University Protestant Chaplain Tracy Mehr-Muska detailed the essence of the discussion, which was centered around Francl’s experience with being a religious scientist.

“Professor Francl spoke about her professional, spiritual, personal, and religious identities and how they are each essential pieces of who she is as a person,” Mehr-Muska said. “She then answered questions from students about her journey and experiences and how she has worked to balance those identities in various contexts. We discussed issues of reason, evolution, identity, vocation, faith, spiritual practices, and professionalism, among many other topics.”

As a former scientist, Mehr-Muska expressed her enjoyment of Francl’s narrative.

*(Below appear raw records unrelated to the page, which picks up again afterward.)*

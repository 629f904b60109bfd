//! Longest common prefix and suffix of two strings.
//!
//! Both scans compare raw UTF-8 bytes, then move the cut point back onto a
//! `char` boundary of both inputs. Two different characters can share leading
//! bytes (`é` is `C3 A9`, `è` is `C3 A8`) or trailing bytes (`é` and `©` both
//! end in `A9`), so a byte-level match may stop inside a character. At most
//! three bytes are given back.

use tracing::trace;

use super::StringUtils;

impl StringUtils {
    /// Longest string that is a prefix of both `a` and `b`.
    ///
    /// The result borrows from `a` and never ends inside a character.
    pub fn common_prefix<'a>(a: &'a str, b: &str) -> &'a str {
        let mut cut = a
            .bytes()
            .zip(b.bytes())
            .take_while(|(x, y)| x == y)
            .count();

        if !(a.is_char_boundary(cut) && b.is_char_boundary(cut)) {
            trace!("Common prefix cut at byte {} splits a character", cut);
            while !(a.is_char_boundary(cut) && b.is_char_boundary(cut)) {
                cut -= 1;
            }
        }

        &a[..cut]
    }

    /// Longest string that is a suffix of both `a` and `b`.
    ///
    /// The result borrows from `a` and never starts inside a character.
    pub fn common_suffix<'a>(a: &'a str, b: &str) -> &'a str {
        let mut len = a
            .bytes()
            .rev()
            .zip(b.bytes().rev())
            .take_while(|(x, y)| x == y)
            .count();

        let splits =
            |len: usize| !(a.is_char_boundary(a.len() - len) && b.is_char_boundary(b.len() - len));
        if splits(len) {
            trace!("Common suffix of {} bytes starts inside a character", len);
            while splits(len) {
                len -= 1;
            }
        }

        &a[a.len() - len..]
    }
}
//! Writer configuration.
//!
//! ```json
//! { "kag_size": 512, "partition_frames": 250, "index_placement": "following_partition" }
//! ```
//!
//! Every field is optional; missing fields take their defaults.

use std::path::Path;

use serde::{Deserialize, Serialize};

use crate::error::{Error, Result};
use crate::label::{labels, Label};

/// Where explicit index segments are written.
#[derive(Debug, Clone, Copy, PartialEq, Eq, Default, Serialize, Deserialize)]
#[serde(rename_all = "snake_case")]
pub enum IndexPlacement {
    /// Everything in the footer partition.
    #[default]
    Footer,
    /// Each closed body partition's segment at the head of the next body
    /// partition (the last one in the footer).
    FollowingPartition,
}

#[derive(Debug, Clone, Copy, PartialEq, Eq, Default, Serialize, Deserialize)]
#[serde(rename_all = "lowercase")]
pub enum OperationalPattern {
    #[default]
    Op1a,
}

impl OperationalPattern {
    pub fn label(self) -> Label {
        match self {
            OperationalPattern::Op1a => labels::OP1A,
        }
    }
}

#[derive(Debug, Clone, PartialEq, Eq, Serialize, Deserialize)]
#[serde(default)]
pub struct WriterConfig {
    /// Key alignment grid; 1 disables fill.
    pub kag_size: u32,
    /// Frames per body partition; `None` keeps every frame in one.
    pub partition_frames: Option<u32>,
    pub index_placement: IndexPlacement,
    pub operational_pattern: OperationalPattern,
}

impl Default for WriterConfig {
    fn default() -> Self {
        Self {
            kag_size: 1,
            partition_frames: None,
            index_placement: IndexPlacement::Footer,
            operational_pattern: OperationalPattern::Op1a,
        }
    }
}

impl WriterConfig {
    pub fn with_kag(mut self, kag_size: u32) -> Self {
        self.kag_size = kag_size;
        self
    }

    pub fn with_partition_frames(mut self, frames: u32, placement: IndexPlacement) -> Self {
        self.partition_frames = Some(frames);
        self.index_placement = placement;
        self
    }

    pub fn validate(&self) -> Result<()> {
        if self.kag_size == 0 {
            return Err(Error::state("KAG size must be at least 1"));
        }
        if self.partition_frames == Some(0) {
            return Err(Error::state("partition_frames must be at least 1"));
        }
        Ok(())
    }

    pub fn from_json(text: &str) -> Result<Self> {
        let cfg: Self = serde_json::from_str(text)
            .map_err(|e| Error::state(format!("invalid writer config: {e}")))?;
        cfg.validate()?;
        Ok(cfg)
    }

    pub fn from_json_file<P: AsRef<Path>>(path: P) -> Result<Self> {
        Self::from_json(&std::fs::read_to_string(path)?)
    }
}
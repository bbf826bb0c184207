//! Track file writer.
//!
//! `Init → Running → Finalized`, with any failure while running moving the
//! writer to `Invalid`. Output is append-only apart from the finalize-time
//! patches of the header partition pack and the metadata duration fields,
//! both rewritten at their original length.

use std::io::{Seek, SeekFrom, Write};
use std::sync::Arc;

use tracing::{debug, info, warn};

use crate::config::{IndexPlacement, WriterConfig};
use crate::crypto::{self, EncryptionContext, EnvelopeIds};
use crate::error::{Error, Result};
use crate::essence::EssenceAdapter;
use crate::index::{IndexBuilder, IndexEntry, IndexSegment};
use crate::info::WriterInfo;
use crate::klv;
use crate::label::labels;
use crate::metadata::{HeaderMetadata, Rational, TrackFilePlan, BODY_SID, INDEX_SID};
use crate::partition::{PartitionKind, PartitionPack, PartitionStatus};
use crate::rip::Rip;
use crate::storage::{FileWriter, FileWriterFactory};

use super::FrameOptions;

#[derive(Debug, Clone, Copy, PartialEq, Eq)]
pub enum WriterState {
    Init,
    Running,
    Finalized,
    Invalid,
}

pub struct TrackFileWriter {
    state: WriterState,
    session: Option<Session>,
}

/// Everything that lives between `open_write` and `finalize`.
struct Session {
    file: Box<dyn FileWriter>,
    name: String,
    pos: u64,
    info: WriterInfo,
    adapter: Arc<dyn EssenceAdapter>,
    config: WriterConfig,
    crypto: Option<EncryptionContext>,
    ids: EnvelopeIds,
    metadata: HeaderMetadata,
    metadata_len: usize,
    metadata_offset: u64,
    header: PartitionPack,
    /// Offset of the most recent partition pack.
    last_partition: u64,
    rip: Rip,
    index: IndexBuilder,
    frames: u32,
    frames_in_partition: u32,
    stream_offset: u64,
}

impl Default for TrackFileWriter {
    fn default() -> Self {
        Self::new()
    }
}

impl TrackFileWriter {
    pub fn new() -> Self {
        Self { state: WriterState::Init, session: None }
    }

    pub fn state(&self) -> WriterState {
        self.state
    }

    /// Frames accepted so far.
    pub fn frames_written(&self) -> u32 {
        self.session.as_ref().map_or(0, |s| s.frames)
    }

    pub fn writer_info(&self) -> Option<&WriterInfo> {
        self.session.as_ref().map(|s| &s.info)
    }

    /// Create `name` and write everything up to the first body partition.
    ///
    /// `crypto` must agree with `info.encrypted_essence`, and its MAC with
    /// `info.uses_hmac`. The file is only created once every check passed.
    #[allow(clippy::too_many_arguments)]
    pub fn open_write(
        &mut self,
        storage: &dyn FileWriterFactory,
        name: &str,
        info: WriterInfo,
        adapter: Arc<dyn EssenceAdapter>,
        edit_rate: Rational,
        config: WriterConfig,
        crypto: Option<EncryptionContext>,
    ) -> Result<()> {
        if self.state != WriterState::Init {
            return Err(Error::state(format!("open_write called in state {:?}", self.state)));
        }
        config.validate()?;
        if edit_rate.num <= 0 || edit_rate.den <= 0 {
            return Err(Error::format(format!("edit rate {edit_rate} is not positive")));
        }
        if info.encrypted_essence != crypto.is_some() {
            return Err(Error::state("encrypted_essence does not match the supplied cipher"));
        }
        if let Some(ctx) = &crypto {
            if info.uses_hmac != ctx.mac.is_some() {
                return Err(Error::state("uses_hmac does not match the supplied keyed hash"));
            }
        }

        let plan = TrackFilePlan {
            info: &info,
            adapter: adapter.as_ref(),
            edit_rate,
            operational_pattern: config.operational_pattern.label(),
            crypto: crypto
                .as_ref()
                .map(|c| (c.cipher.algorithm(), c.mac.as_ref().map(|m| m.algorithm()))),
        };
        let metadata = HeaderMetadata::for_track_file(&plan)?;
        let metadata_bytes = metadata.serialize()?;
        let container = match crypto {
            Some(_) => labels::ENCRYPTED_ESSENCE_CONTAINER,
            None => adapter.essence_container(),
        };

        let mut header = PartitionPack::new(PartitionKind::Header, PartitionStatus::OpenIncomplete, config.kag_size);
        header.operational_pattern = config.operational_pattern.label();
        header.essence_containers = vec![container];

        let file = storage.create(name)?;
        let ids = EnvelopeIds {
            context_id: info.context_id.into_bytes(),
            track_file_id: info.asset_uuid.into_bytes(),
        };
        let mut session = Session {
            file,
            name: name.to_owned(),
            pos: 0,
            index: IndexBuilder::new(edit_rate, INDEX_SID, BODY_SID),
            info,
            adapter,
            config,
            crypto,
            ids,
            metadata,
            metadata_len: metadata_bytes.len(),
            metadata_offset: 0,
            header,
            last_partition: 0,
            rip: Rip::new(),
            frames: 0,
            frames_in_partition: 0,
            stream_offset: 0,
        };

        match session.write_header(&metadata_bytes).and_then(|_| session.open_body(Vec::new())) {
            Ok(()) => {
                info!(
                    file = %session.name,
                    essence = session.adapter.name(),
                    encrypted = session.crypto.is_some(),
                    kag = session.config.kag_size,
                    "track file opened for writing"
                );
                self.session = Some(session);
                self.state = WriterState::Running;
                Ok(())
            }
            Err(e) => {
                warn!(file = %session.name, error = %e, "open_write failed");
                self.state = WriterState::Invalid;
                Err(e)
            }
        }
    }

    pub fn write_frame(&mut self, frame: &[u8]) -> Result<()> {
        self.write_frame_with(frame, FrameOptions::default())
    }

    pub fn write_frame_with(&mut self, frame: &[u8], opts: FrameOptions<'_>) -> Result<()> {
        let session = self.running()?;
        let result = session.write_frame(frame, &opts);
        self.settle(result)
    }

    /// Write the footer, patch the header and durations, append the RIP.
    pub fn finalize(&mut self) -> Result<()> {
        let session = self.running()?;
        let result = session.finalize();
        let result = self.settle(result);
        if result.is_ok() {
            if let Some(s) = self.session.take() {
                info!(file = %s.name, frames = s.frames, bytes = s.pos, "track file finalized");
            }
            self.state = WriterState::Finalized;
        }
        result
    }

    fn running(&mut self) -> Result<&mut Session> {
        match (self.state, self.session.as_mut()) {
            (WriterState::Running, Some(s)) => Ok(s),
            (state, _) => Err(Error::state(format!("writer is {state:?}"))),
        }
    }

    fn settle<T>(&mut self, result: Result<T>) -> Result<T> {
        if let Err(e) = &result {
            if let Some(s) = self.session.take() {
                warn!(file = %s.name, frames = s.frames, error = %e, "writer invalidated");
            }
            self.state = WriterState::Invalid;
        }
        result
    }
}

impl Session {
    fn emit(&mut self, bytes: &[u8]) -> Result<()> {
        self.file.write_all(bytes)?;
        self.pos += bytes.len() as u64;
        Ok(())
    }

    fn fill(&mut self) -> Result<u64> {
        let n = klv::write_fill(&mut self.file, self.pos, self.config.kag_size)?;
        self.pos += n;
        Ok(n)
    }

    fn write_header(&mut self, metadata: &[u8]) -> Result<()> {
        let pack = self.header.to_klv();
        self.emit(&pack)?;
        self.fill()?;
        self.metadata_offset = self.pos;
        self.emit(metadata)?;
        self.fill()?;
        self.header.header_byte_count = self.pos - self.metadata_offset;
        self.rip.push(0, 0);
        debug!(header_byte_count = self.header.header_byte_count, "header partition written");
        Ok(())
    }

    /// Open a body partition, placing `segments` at its head.
    fn open_body(&mut self, segments: Vec<IndexSegment>) -> Result<()> {
        let mut pack = PartitionPack::new(PartitionKind::Body, PartitionStatus::ClosedComplete, self.config.kag_size);
        pack.this_partition = self.pos;
        pack.previous_partition = self.last_partition;
        pack.body_offset = self.stream_offset;
        pack.body_sid = BODY_SID;
        pack.operational_pattern = self.header.operational_pattern;
        pack.essence_containers = self.header.essence_containers.clone();

        let index_bytes = self.layout_index(&pack, &segments)?;
        if !index_bytes.is_empty() {
            pack.index_sid = INDEX_SID;
            pack.index_byte_count = index_bytes.len() as u64;
        }
        let offset = self.pos;
        self.emit(&pack.to_klv())?;
        self.fill()?;
        self.emit(&index_bytes)?;
        self.rip.push(BODY_SID, offset);
        self.last_partition = offset;
        self.frames_in_partition = 0;
        debug!(offset, body_offset = pack.body_offset, segments = segments.len(), "body partition opened");
        Ok(())
    }

    /// Encoded segments plus their trailing fill, as they will sit after
    /// `pack` and its fill.
    fn layout_index(&self, pack: &PartitionPack, segments: &[IndexSegment]) -> Result<Vec<u8>> {
        let mut bytes = Vec::new();
        for seg in segments {
            bytes.extend(seg.encode()?);
        }
        if bytes.is_empty() {
            return Ok(bytes);
        }
        let kag = self.config.kag_size;
        let after_pack = self.pos + pack.encoded_len();
        let start = after_pack + klv::fill_size(after_pack, kag);
        bytes.extend(klv::fill_item(klv::fill_size(start + bytes.len() as u64, kag)));
        Ok(bytes)
    }

    fn write_frame(&mut self, frame: &[u8], opts: &FrameOptions<'_>) -> Result<()> {
        if self.frames == u32::MAX {
            return Err(Error::state("frame count limit reached"));
        }
        let meta_key = match (opts.metadata, self.adapter.metadata_element()) {
            (Some(_), None) => {
                return Err(Error::state(format!(
                    "{} essence carries no per-frame metadata",
                    self.adapter.name()
                )))
            }
            (_, key) => key,
        };
        self.adapter.validate_frame(frame)?;

        if let Some(limit) = self.config.partition_frames {
            if self.frames_in_partition >= limit {
                let segments = match self.config.index_placement {
                    IndexPlacement::FollowingPartition => self.index.take_segments(false),
                    IndexPlacement::Footer => Vec::new(),
                };
                self.open_body(segments)?;
            }
        }

        let start = self.pos;
        let element = self.adapter.essence_element();
        let sealed = match &self.crypto {
            Some(ctx) => {
                let sequence = self.frames as u64 + 1;
                let envelope = crypto::seal(&self.ids, &element, frame, sequence, ctx)?;
                Some(klv::encode(&labels::ENCRYPTED_TRIPLET, &envelope))
            }
            None => None,
        };
        match sealed {
            Some(triplet) => self.emit(&triplet)?,
            None => {
                let n = klv::write_klv(&mut self.file, &element, frame)?;
                self.pos += n;
            }
        }
        if let (Some(meta), Some(key)) = (opts.metadata, meta_key) {
            let n = klv::write_klv(&mut self.file, &key, meta)?;
            self.pos += n;
        }
        self.fill()?;

        let size = self.pos - start;
        self.index.push(
            IndexEntry {
                temporal_offset: opts.temporal_offset,
                key_frame_offset: opts.key_frame_offset,
                flags: opts.flags,
                stream_offset: self.stream_offset,
            },
            size,
        );
        self.stream_offset += size;
        self.frames += 1;
        self.frames_in_partition += 1;
        Ok(())
    }

    fn finalize(&mut self) -> Result<()> {
        let allow_cbr = self.config.index_placement == IndexPlacement::Footer;
        let segments = self.index.take_segments(allow_cbr);

        let footer_offset = self.pos;
        let mut footer = PartitionPack::new(PartitionKind::Footer, PartitionStatus::ClosedComplete, self.config.kag_size);
        footer.this_partition = footer_offset;
        footer.previous_partition = self.last_partition;
        footer.footer_partition = footer_offset;
        footer.index_sid = INDEX_SID;
        footer.operational_pattern = self.header.operational_pattern;
        footer.essence_containers = self.header.essence_containers.clone();
        let index_bytes = self.layout_index(&footer, &segments)?;
        footer.index_byte_count = index_bytes.len() as u64;
        self.emit(&footer.to_klv())?;
        self.fill()?;
        self.emit(&index_bytes)?;
        self.rip.push(0, footer_offset);
        debug!(footer_offset, segments = segments.len(), "footer partition written");

        let end = self.pos;

        self.header.status = PartitionStatus::ClosedComplete;
        self.header.footer_partition = footer_offset;
        let pack = self.header.to_klv();
        self.file.seek(SeekFrom::Start(0))?;
        self.file.write_all(&pack)?;

        self.metadata.set_durations(self.frames as i64);
        let bytes = self.metadata.serialize()?;
        if bytes.len() != self.metadata_len {
            return Err(Error::format(format!(
                "header metadata changed size from {} to {} bytes",
                self.metadata_len,
                bytes.len()
            )));
        }
        self.file.seek(SeekFrom::Start(self.metadata_offset))?;
        self.file.write_all(&bytes)?;

        self.file.seek(SeekFrom::Start(end))?;
        let rip = self.rip.encode();
        self.emit(&rip)?;
        self.file.flush()?;
        Ok(())
    }
}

“Having majored in Marine/Environmental Science and working in marine science prior to seminary, I thoroughly enjoyed the discussion and truly related to the named reality that religious people are sometimes suspicious of scientists, and scientists are sometimes suspicious of religious people,” Mehr-Muska said. “Those of us who have identified both as religious people and as scientists have often had to navigate this challenging territory.”

Both the discussion and the workshop were aimed at giving religious students guidance in balancing their respective religious lives with their academic ones. Francl further introduced these students to mindfulness, which is closely related to the contemplative strategies she advocated using to foster both better teaching and learning.

Teva, a proponent of mindful living, discussed the reason for this emphasis on contemplation and mindfulness, stating that such techniques are beneficial to both physical and mental health.

“What mindfulness does [is] it’s a way of brainhacking,” Teva said. “It’s a way of understanding your mind and your body, and a way of being attuned to this moment, and being aware of distractions and your thought pattern, but always to come back to this reality. The benefits are many. Studies have shown positive effects of mindfulness practice on depression, anxiety, stress, attention, immune function.”

Francl further expounded on contemplation and the intersection of religion and science in her life, stating that there is no necessary tension between the two.

“Walter Burghardt SJ, a Jesuit priest and theologian, once called contemplation ‘a long loving look at the real,’ which is as good a definition of scientific research as any I have heard,” Francl said. “For me, science and the practice of my faith don’t sit at opposite poles from each, they are not in tension with each other. I agree with St. Augustine of Hippo…that it would be an embarrassment for a Christian to stand in opposition [of] what is evident about the created world.”

While Francl thinks that there is no need for conflict, she did state that the University setting is the proper place for such big questions; seeing the big picture, she said, is an integral part of learning.

“I think there are conflicts, real and perceived, but I hold out hope for universities as places that can step back and consider thoughtfully—mindfully—what each approach to grappling with the big questions [is], such as ‘why is there something, rather than nothing?’ might have to offer,” Francl said.

However, regardless of faith or creed, Angle thought that Francl’s message about big picture thinking and contemplation, rather than memorization, was a message that hit home.

“Her own exploration into these issues has been sparked in part by her personal religious practices, but the implications go well beyond any specific religion, or indeed, beyond religion itself,” Angle said. “This is quite generally about how we can be the best teachers and learners we can be.”